Monday, June 6, 2011

Explaining US politics to foreigners

At our last BBQ, I was talking about how strange things seemed to be in my original country, the US. I mentioned that the entire idea of middle-class people marching in the street, demanding tax cuts for the rich and the right to be denied health care was a bit mind-boggling to me and my neighbor asked "are these people stupid?"

Tea Party Express at the Minnesota capitol

Photo by Fibonacci Blue

My flippant response would be "well, duh!", but I couldn't actually do that here. In the US, when many people discuss politics, they're often talking to friends or people with similar cultural backgrounds and it's easy to be dismissive of other people's points of view. Since I've moved to Europe, I have found myself, in the past few years, trying to paint a more balanced view, albeit one which is naturally colored by my personal perceptions.

This isn't always an easy thing to do and it forces a reevaluation of many things. Most importantly, it's done a great job of reinforcing my view that the Democrats are just as bad for the US as the Republicans. When you have a country run by a "tax and spend" party versus a "tax cut and spend" party, things are pretty seriously messed up.

I didn't need to explain basic economics to my neighbor, but I did have to explain how the US corporate-driven media, manages to have a significant filtering effect on what information people are likely to be exposed to and few people (not just Americans!) are interested in digging down beyond their own personal beliefs into the data. If they do, they often don't get beyond confirmation bias. As a result, it's hard to call people "stupid" when they are spoonfed a particular point of view for years on end.

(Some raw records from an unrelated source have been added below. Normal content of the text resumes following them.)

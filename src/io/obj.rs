//! OBJ import/export: lossy relative to lime (no selection/color/topology
//! identity survives), but the common interchange format for everything else.

use std::fmt::Write as _;
use std::fs;
use std::path::Path;

use glam::{Vec2, Vec3};

use crate::error::KernelError;
use crate::topology::{Topology, Vertex, NULL};

pub fn save_obj(path: impl AsRef<Path>, topo: &Topology) -> Result<(), KernelError> {
    let mut out = String::new();
    for v in &topo.vertices {
        writeln!(out, "v {} {} {}", v.position.x, v.position.y, v.position.z).unwrap();
    }
    for v in &topo.vertices {
        writeln!(out, "vt {} {}", v.uv.x, v.uv.y).unwrap();
    }
    for v in &topo.vertices {
        writeln!(out, "vn {} {} {}", v.normal.x, v.normal.y, v.normal.z).unwrap();
    }
    for (fi, face) in topo.faces.iter().enumerate() {
        if face.vertex_count == 0 {
            continue;
        }
        let verts = topo.face_vertex_cycle(fi as u32);
        let mut line = String::from("f");
        for v in verts {
            let one_based = v + 1;
            write!(line, " {one_based}/{one_based}/{one_based}").unwrap();
        }
        writeln!(out, "{line}").unwrap();
    }
    fs::write(path, out)?;
    Ok(())
}

pub fn load_obj(path: impl AsRef<Path>) -> Result<Topology, KernelError> {
    let contents = fs::read_to_string(path)?;

    let mut positions: Vec<Vec3> = Vec::new();
    let mut uvs: Vec<Vec2> = Vec::new();
    let mut normals: Vec<Vec3> = Vec::new();
    // one (position, uv, normal) index triple per face-corner reference
    let mut face_refs: Vec<Vec<(i64, Option<i64>, Option<i64>)>> = Vec::new();

    for line in contents.lines() {
        let line = line.trim();
        if line.is_empty() || line.starts_with('#') {
            continue;
        }
        let mut tokens = line.split_whitespace();
        match tokens.next() {
            Some("v") => {
                let nums: Vec<f32> = tokens.filter_map(|t| t.parse::<f32>().ok()).collect();
                if nums.len() >= 3 {
                    positions.push(Vec3::new(nums[0], nums[1], nums[2]));
                }
            }
            Some("vt") => {
                let nums: Vec<f32> = tokens.filter_map(|t| t.parse::<f32>().ok()).collect();
                if nums.len() >= 2 {
                    uvs.push(Vec2::new(nums[0], nums[1]));
                }
            }
            Some("vn") => {
                let nums: Vec<f32> = tokens.filter_map(|t| t.parse::<f32>().ok()).collect();
                if nums.len() >= 3 {
                    normals.push(Vec3::new(nums[0], nums[1], nums[2]));
                }
            }
            Some("f") => {
                let mut refs = Vec::new();
                for tok in tokens {
                    if let Some(r) = parse_face_ref(tok) {
                        refs.push(r);
                    }
                }
                if refs.len() >= 3 {
                    face_refs.push(refs);
                } else {
                    tracing::warn!(line, "malformed obj face line, skipping");
                }
            }
            _ => {}
        }
    }

    let mut topo = Topology::new();
    // one kernel vertex per (position, uv, normal) combination actually
    // referenced, so shared corners stay shared and seams (differing vt/vn)
    // split naturally.
    let mut seen: std::collections::HashMap<(i64, Option<i64>, Option<i64>), u32> = std::collections::HashMap::new();

    let resolve = |idx: i64, len: usize| -> Option<usize> {
        if idx > 0 {
            Some(idx as usize - 1)
        } else if idx < 0 {
            len.checked_sub((-idx) as usize)
        } else {
            None
        }
    };

    for refs in &face_refs {
        let mut corner_ids = Vec::with_capacity(refs.len());
        for &(pi, ti, ni) in refs {
            let key = (pi, ti, ni);
            let id = *seen.entry(key).or_insert_with(|| {
                let Some(p_idx) = resolve(pi, positions.len()) else {
                    return NULL;
                };
                let position = positions.get(p_idx).copied().unwrap_or(Vec3::ZERO);
                let mut vertex = Vertex::new(position);
                if let Some(ti) = ti {
                    if let Some(t_idx) = resolve(ti, uvs.len()) {
                        vertex.uv = uvs.get(t_idx).copied().unwrap_or(Vec2::ZERO);
                    }
                }
                if let Some(ni) = ni {
                    if let Some(n_idx) = resolve(ni, normals.len()) {
                        vertex.normal = normals.get(n_idx).copied().unwrap_or(Vec3::ZERO);
                    }
                }
                topo.add_vertex(vertex)
            });
            if id != NULL {
                corner_ids.push(id);
            }
        }
        if corner_ids.len() >= 3 {
            topo.add_face(&corner_ids);
        }
    }

    topo.link_twins_by_position(1e4);
    topo.rebuild_edge_map();
    if normals.is_empty() {
        crate::ops::normals::recompute_normals(&mut topo);
    }

    Ok(topo)
}

/// `"v"`, `"v/vt"`, `"v//vn"`, `"v/vt/vn"` -> `(v, vt, vn)`, 1-based or
/// negative (relative-to-end) indices preserved unresolved.
fn parse_face_ref(tok: &str) -> Option<(i64, Option<i64>, Option<i64>)> {
    let mut parts = tok.split('/');
    let v = parts.next()?.parse::<i64>().ok()?;
    let t = parts.next().and_then(|s| if s.is_empty() { None } else { s.parse::<i64>().ok() });
    let n = parts.next().and_then(|s| if s.is_empty() { None } else { s.parse::<i64>().ok() });
    Some((v, t, n))
}

#[cfg(test)]
mod tests {
    use super::*;
    use crate::topology::fixtures;

    #[test]
    fn round_trips_a_cube_through_save_and_load() {
        let topo = fixtures::cube(1.0);
        let path = std::env::temp_dir().join("obj_roundtrip_cube.obj");
        save_obj(&path, &topo).unwrap();
        let loaded = load_obj(&path).unwrap();
        assert_eq!(loaded.face_count(), topo.face_count());
        let _ = fs::remove_file(&path);
    }

    #[test]
    fn negative_indices_reference_from_end_of_file() {
        let contents = "v 0 0 0\nv 1 0 0\nv 0 1 0\nf -3 -2 -1\n";
        let path = std::env::temp_dir().join("obj_negative_indices.obj");
        fs::write(&path, contents).unwrap();
        let loaded = load_obj(&path).unwrap();
        assert_eq!(loaded.face_count(), 1);
        assert_eq!(loaded.vertices.len(), 3);
        let _ = fs::remove_file(&path);
    }

    #[test]
    fn missing_normals_trigger_recompute() {
        let contents = "v 0 0 0\nv 1 0 0\nv 0 1 0\nf 1 2 3\n";
        let path = std::env::temp_dir().join("obj_no_normals.obj");
        fs::write(&path, contents).unwrap();
        let loaded = load_obj(&path).unwrap();
        assert!(loaded.vertices.iter().any(|v| v.normal.length() > 0.5));
        let _ = fs::remove_file(&path);
    }

    #[test]
    fn malformed_face_line_is_skipped_not_fatal() {
        let contents = "v 0 0 0\nv 1 0 0\nv 0 1 0\nf 1 2\nf 1 2 3\n";
        let path = std::env::temp_dir().join("obj_malformed_face.obj");
        fs::write(&path, contents).unwrap();
        let loaded = load_obj(&path).unwrap();
        assert_eq!(loaded.face_count(), 1);
        let _ = fs::remove_file(&path);
    }
}
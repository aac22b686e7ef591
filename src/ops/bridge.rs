//! Bridge-edges operator (§4.5.3): connects two boundary edges with a strip
//! of quads, choosing whichever vertex pairing twists the strip least.
//!
//! Uses a `find_best_alignment` distance-sum pairing, generalized to
//! `segments > 1` via linear interpolation.

use crate::query;
use crate::topology::{HalfEdgeId, Topology, VertexId};

pub fn bridge_edges(topo: &mut Topology, quantum: f32, h1: HalfEdgeId, h2: HalfEdgeId, segments: u32) -> bool {
    if h1 == h2 {
        return false;
    }
    let segments = segments.max(1);

    let (a0, a1) = query::edge_vertices(topo, h1);
    let (b0, b1) = query::edge_vertices(topo, h2);
    if a0 == b0 || a0 == b1 || a1 == b0 || a1 == b1 {
        return false;
    }

    let pa0 = topo.vertices[a0 as usize].position;
    let pa1 = topo.vertices[a1 as usize].position;
    let pb0 = topo.vertices[b0 as usize].position;
    let pb1 = topo.vertices[b1 as usize].position;

    let identity_cost = (pa0 - pb0).length() + (pa1 - pb1).length();
    let swapped_cost = (pa0 - pb1).length() + (pa1 - pb0).length();

    // within epsilon, keep the identity pairing (a0-b0, a1-b1).
    let (pair_a, pair_b) = if swapped_cost + 1e-9 < identity_cost {
        ((a0, b1), (a1, b0))
    } else {
        ((a0, b0), (a1, b1))
    };

    let mut rail_a: Vec<VertexId> = vec![pair_a.0];
    let mut rail_b: Vec<VertexId> = vec![pair_a.1];
    for i in 1..segments {
        let t = i as f32 / segments as f32;
        rail_a.push(interpolate_vertex(topo, pair_a.0, pair_b.0, t));
        rail_b.push(interpolate_vertex(topo, pair_a.1, pair_b.1, t));
    }
    rail_a.push(pair_b.0);
    rail_b.push(pair_b.1);

    let mut new_faces = Vec::new();
    for i in 0..segments as usize {
        let curr_a = rail_a[i];
        let next_a = rail_a[i + 1];
        let curr_b = rail_b[i];
        let next_b = rail_b[i + 1];
        new_faces.push(topo.add_face(&[curr_a, next_a, next_b, curr_b]));
    }

    topo.link_twins_by_position(quantum);
    topo.rebuild_edge_map();
    crate::ops::normals::recompute_normals(topo);

    for f in new_faces {
        if f != crate::topology::NULL {
            topo.faces[f as usize].selected = true;
        }
    }
    true
}

fn interpolate_vertex(topo: &mut Topology, from: VertexId, to: VertexId, t: f32) -> VertexId {
    let a = topo.vertices[from as usize];
    let b = topo.vertices[to as usize];
    let mut attrs = a;
    attrs.position = a.position.lerp(b.position, t);
    attrs.uv = a.uv.lerp(b.uv, t);
    attrs.color = a.color.lerp(b.color, t);
    attrs.normal = a.normal.lerp(b.normal, t);
    topo.add_vertex(attrs)
}

#[cfg(test)]
mod tests {
    use super::*;
    use crate::topology::{fixtures, Vertex};
    use glam::Vec3;

    fn two_separate_quads() -> Topology {
        let mut t = Topology::new();
        // quad 1 in XY plane at z=0
        t.add_vertex(Vertex::new(Vec3::new(0.0, 0.0, 0.0)));
        t.add_vertex(Vertex::new(Vec3::new(1.0, 0.0, 0.0)));
        t.add_vertex(Vertex::new(Vec3::new(1.0, 1.0, 0.0)));
        t.add_vertex(Vertex::new(Vec3::new(0.0, 1.0, 0.0)));
        t.add_face(&[0, 1, 2, 3]);
        // quad 2 offset along z
        t.add_vertex(Vertex::new(Vec3::new(0.0, 0.0, 2.0)));
        t.add_vertex(Vertex::new(Vec3::new(1.0, 0.0, 2.0)));
        t.add_vertex(Vertex::new(Vec3::new(1.0, 1.0, 2.0)));
        t.add_vertex(Vertex::new(Vec3::new(0.0, 1.0, 2.0)));
        t.add_face(&[4, 5, 6, 7]);
        t.link_twins_by_position(1e4);
        t.rebuild_edge_map();
        t
    }

    #[test]
    fn bridge_rejects_shared_vertex() {
        let mut t = fixtures::two_triangles();
        assert!(!bridge_edges(&mut t, 1e4, 0, 1, 1));
    }

    #[test]
    fn bridge_single_segment_adds_one_quad() {
        let mut t = two_separate_quads();
        let before = t.face_count();
        let he1 = t.edge_map[&(0, 1)];
        let he2 = t.edge_map[&(4, 5)];
        let ok = bridge_edges(&mut t, 1e4, he1, he2, 1);
        assert!(ok);
        assert_eq!(t.face_count(), before + 1);
    }

    #[test]
    fn bridge_multi_segment_adds_interior_vertices() {
        let mut t = two_separate_quads();
        let before_verts = t.vertices.len();
        let he1 = t.edge_map[&(0, 1)];
        let he2 = t.edge_map[&(4, 5)];
        bridge_edges(&mut t, 1e4, he1, he2, 3);
        assert_eq!(t.vertices.len(), before_verts + 4); // 2 new vertex pairs
    }
}
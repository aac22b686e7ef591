//! Inset operator (§4.5.2): shrinks each selected quad face toward its
//! center, leaving a border ring of quads behind.
//!
//! Uses a tombstone-then-rebuild shape, narrowed from triangle-fan inset to
//! the quad-only contract here.

use crate::query;
use crate::topology::{FaceId, Topology, VertexId};

pub fn inset_faces(topo: &mut Topology, quantum: f32, faces: &[FaceId], amount: f32) {
    let amount = amount.clamp(0.01, 0.99);

    let mut new_quads: Vec<[VertexId; 4]> = Vec::new();

    for &f in faces {
        if (f as usize) >= topo.faces.len() || topo.faces[f as usize].vertex_count == 0 {
            continue;
        }
        let verts = query::face_vertices(topo, f);
        if verts.len() != 4 {
            continue; // non-quads are skipped
        }

        let center = query::face_center(topo, f);
        let center_uv = {
            let sum: glam::Vec2 = verts.iter().map(|&v| topo.vertices[v as usize].uv).sum();
            sum / verts.len() as f32
        };

        let inner: Vec<VertexId> = verts
            .iter()
            .map(|&v| {
                let src = topo.vertices[v as usize];
                let mut attrs = src;
                attrs.position = src.position.lerp(center, amount);
                attrs.uv = src.uv.lerp(center_uv, amount);
                topo.add_vertex(attrs)
            })
            .collect();

        topo.faces[f as usize].vertex_count = 0;

        new_quads.push([inner[0], inner[1], inner[2], inner[3]]);
        for i in 0..4 {
            let j = (i + 1) % 4;
            new_quads.push([verts[i], verts[j], inner[j], inner[i]]);
        }
    }

    for quad in new_quads {
        topo.add_face(&quad);
    }

    topo.rebuild_from_faces(quantum);
    crate::ops::normals::recompute_normals(topo);
}

#[cfg(test)]
mod tests {
    use super::*;
    use crate::selection;
    use crate::topology::fixtures;

    #[test]
    fn inset_cube_face_adds_five_quads() {
        let mut t = fixtures::cube(1.0);
        selection::select_face(&mut t, 0, false);
        let before_faces = t.face_count();
        inset_faces(&mut t, 1e4, &[0], 0.5);
        // original face tombstoned, +5 new quads (1 inner + 4 border)
        assert_eq!(t.face_count(), before_faces - 1 + 5);
    }

    #[test]
    fn inset_skips_non_quad() {
        let mut t = fixtures::triangle();
        let before = t.face_count();
        inset_faces(&mut t, 1e4, &[0], 0.5);
        assert_eq!(t.face_count(), before);
    }

    #[test]
    fn inset_amount_is_clamped() {
        let mut t = fixtures::cube(1.0);
        inset_faces(&mut t, 1e4, &[0], 5.0); // clamps to 0.99
        assert_eq!(t.face_count(), 10);
    }
}
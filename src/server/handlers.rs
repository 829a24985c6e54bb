//! Request handlers and JSON payloads.

use std::sync::Arc;
use std::time::Instant;

use axum::{
    extract::{rejection::JsonRejection, State},
    http::StatusCode,
    response::{Html, IntoResponse, Response},
    Json,
};
use serde::{Deserialize, Serialize};

use super::AppContext;
use crate::engine::{FinishReason, GenerationRequest, Sampler};
use crate::lang::Language;

/// Body returned by `/markov` when the walk produced nothing.
pub const NO_CONTINUATION: &str = "(no continuation found)";

const FRONTEND: &str = include_str!("frontend.html");

#[derive(Debug, Deserialize)]
pub struct GenerateRequest {
    /// Seed text.
    #[serde(default)]
    pub input: String,
    /// Number of symbols to generate.
    pub length: Option<usize>,
    /// RNG seed for reproducible output.
    pub seed: Option<u64>,
}

#[derive(Debug, Serialize, Deserialize)]
pub struct GenerateResponse {
    /// Seed followed by the generated text.
    pub output: String,
    pub generated: usize,
    pub finish_reason: FinishReason,
    pub language: Language,
}

#[derive(Debug, Serialize, Deserialize)]
pub struct MarkovResponse {
    pub output: String,
    pub generated: usize,
    pub finish_reason: FinishReason,
}

#[derive(Debug, Deserialize)]
pub struct TranslateRequest {
    pub text: String,
    /// Target language; defaults to the other language of the detected one.
    pub target: Option<Language>,
}

#[derive(Debug, Serialize, Deserialize)]
pub struct TranslateResponse {
    pub language: Language,
    pub target: Language,
    pub translation: String,
}

#[derive(Debug, Serialize, Deserialize)]
pub struct HealthResponse {
    pub status: String,
    pub architecture: String,
    pub level: String,
    pub vocab_size: usize,
    pub markov_states: usize,
}

#[derive(Debug, Serialize, Deserialize)]
pub struct ErrorResponse {
    pub error: String,
}

fn error_response(status: StatusCode, message: impl Into<String>) -> Response {
    (
        status,
        Json(ErrorResponse {
            error: message.into(),
        }),
    )
        .into_response()
}

fn invalid_json(rejection: JsonRejection) -> Response {
    tracing::warn!(error = %rejection, "Rejected request body");
    error_response(StatusCode::BAD_REQUEST, "Invalid JSON")
}

fn sampler_for(context: &AppContext, seed: Option<u64>) -> Sampler {
    match seed.or(context.sampling.seed) {
        Some(seed) => Sampler::with_seed(seed),
        None => Sampler::new(&context.sampling),
    }
}

pub(super) async fn frontend() -> Html<&'static str> {
    Html(FRONTEND)
}

pub(super) async fn not_found() -> (StatusCode, &'static str) {
    (StatusCode::NOT_FOUND, "Not Found")
}

pub(super) async fn health(State(context): State<Arc<AppContext>>) -> Json<HealthResponse> {
    let config = context.engine.config();
    Json(HealthResponse {
        status: "ok".to_string(),
        architecture: config.architecture.as_str().to_string(),
        level: config.level.as_str().to_string(),
        vocab_size: config.vocab_size,
        markov_states: context.markov.num_states(),
    })
}

pub(super) async fn generate(
    State(context): State<Arc<AppContext>>,
    payload: Result<Json<GenerateRequest>, JsonRejection>,
) -> Response {
    let request = match payload {
        Ok(Json(request)) => request,
        Err(rejection) => return invalid_json(rejection),
    };
    let start = Instant::now();
    let length = context.clamp_length(request.length);
    let mut sampler = sampler_for(&context, request.seed);

    let generation = GenerationRequest::new(request.input.as_str())
        .max_tokens(length)
        .unknown_symbols(context.sampling.unknown_symbols);

    match context.engine.generate(&generation, &mut sampler) {
        Ok(output) => {
            tracing::info!(
                seed_len = request.input.len(),
                requested = length,
                generated = output.len(),
                duration_ms = start.elapsed().as_millis() as u64,
                "Generated text"
            );
            Json(GenerateResponse {
                output: output.full_text(),
                generated: output.len(),
                finish_reason: output.finish_reason,
                language: context.detector.detect(&request.input),
            })
            .into_response()
        }
        Err(e) => {
            tracing::error!(error = %e, "Generation failed");
            error_response(StatusCode::INTERNAL_SERVER_ERROR, e.to_string())
        }
    }
}

pub(super) async fn markov(
    State(context): State<Arc<AppContext>>,
    payload: Result<Json<GenerateRequest>, JsonRejection>,
) -> Response {
    let request = match payload {
        Ok(Json(request)) => request,
        Err(rejection) => return invalid_json(rejection),
    };
    let length = context.clamp_length(request.length);
    let mut sampler = sampler_for(&context, request.seed);

    let output = context.markov.generate(&request.input, length, &mut sampler);
    tracing::info!(
        seed_len = request.input.len(),
        requested = length,
        generated = output.len(),
        "Generated Markov text"
    );

    let text = if output.is_empty() {
        NO_CONTINUATION.to_string()
    } else {
        output.text()
    };
    Json(MarkovResponse {
        output: text,
        generated: output.len(),
        finish_reason: output.finish_reason,
    })
    .into_response()
}

pub(super) async fn translate(
    State(context): State<Arc<AppContext>>,
    payload: Result<Json<TranslateRequest>, JsonRejection>,
) -> Response {
    let request = match payload {
        Ok(Json(request)) => request,
        Err(rejection) => return invalid_json(rejection),
    };
    let language = context.detector.detect(&request.text);
    let target = request.target.unwrap_or_else(|| language.other());

    Json(TranslateResponse {
        language,
        target,
        translation: context.translator.translate(&request.text, target),
    })
    .into_response()
}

The book Unreliable Sources: A Guide to Detecting Bias in News Media, is published before the days of the dominance of Fox News, but the clear, understandable way the authors (both journalists) explain how media is distorted go a long way to explaining many of the current political woes in the US. I strongly recommend that you buy this book, check it out of your local library or borrow it from a friend. You'll never look at media the same way again.

Update: and don't even get me started on our gun laws. I support the second amendment, generally, which shocks the hell out of a lot of Europeans. Trying to explain the culture behind it and the controversy behind the "well-regulated militia" part is a nightmare.